--- TASK DESCRIPTION ---
Find "let status = match" and "datapoints via /query." in the records below. Copy the lines holding them and every line between, exactly, and no others.

[Opening EXERCISE MATERIAL section]

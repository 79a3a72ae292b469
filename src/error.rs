//! ingest error taxonomy and its HTTP mapping
//!
//! only the ingest path reports errors to callers. the query path must never
//! hard-fail a dashboard, so its failures are logged and collapsed to empty
//! responses inside routes.rs instead of going through this type.

use axum::{
    http::StatusCode,
    response::{IntoResponse, Response},
    Json,
};
use serde_json::json;
use thiserror::Error;

#[derive(Debug, Error, PartialEq)]
pub enum IngestError {
    /// checked before validation: no store handle, or the write itself failed
    #[error("sensor store is not available")]
    StoreUnavailable,

    #[error("no JSON payload received")]
    MissingPayload,

    #[error("payload must include 'sensor_type' (or 'sensor') and 'value'")]
    MissingRequiredField,

    #[error("'value' could not be interpreted as a number")]
    InvalidValue,
}

impl IntoResponse for IngestError {
    fn into_response(self) -> Response {
        let status = match self {
            IngestError::StoreUnavailable => StatusCode::SERVICE_UNAVAILABLE,
            IngestError::MissingPayload
            | IngestError::MissingRequiredField
            | IngestError::InvalidValue => StatusCode::BAD_REQUEST,
        };

        let body = Json(json!({
            "status": "error",
            "message": self.to_string(),
        }));

        (status, body).into_response()
    }
}
//! ==============================================================================
//! sensorhub - sensor ingestion + Grafana SimpleJSON datasource
//! ==============================================================================
//!
//! purpose:
//!     field nodes POST readings to /receive_sensor_data; Grafana discovers
//!     series via /search and pulls time-bounded datapoints via /query.
//!     everything in between is one flat MongoDB collection of timestamped
//!     readings.
//!
//! responsibilities:
//!     - config: load sensorhub.toml (or defaults) + env overrides
//!     - store: narrow gateway over the readings collection
//!     - routes: the five HTTP handlers and router wiring
//!     - timerange: Grafana's flexible from/to string forms
//!
//! ==============================================================================

pub mod config;
pub mod domain;
pub mod error;
pub mod routes;
pub mod store;
pub mod timerange;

[Closing EXERCISE MATERIAL section]

--- EXERCISE RESULT ---
        let status = match self {
            IngestError::StoreUnavailable => StatusCode::SERVICE_UNAVAILABLE,
            IngestError::MissingPayload
            | IngestError::MissingRequiredField
            | IngestError::InvalidValue => StatusCode::BAD_REQUEST,
        };

        let body = Json(json!({
            "status": "error",
            "message": self.to_string(),
        }));

        (status, body).into_response()
    }
}
//! ==============================================================================
//! sensorhub - sensor ingestion + Grafana SimpleJSON datasource
//! ==============================================================================
//!
//! purpose:
//!     field nodes POST readings to /receive_sensor_data; Grafana discovers
//!     series via /search and pulls time-bounded datapoints via /query.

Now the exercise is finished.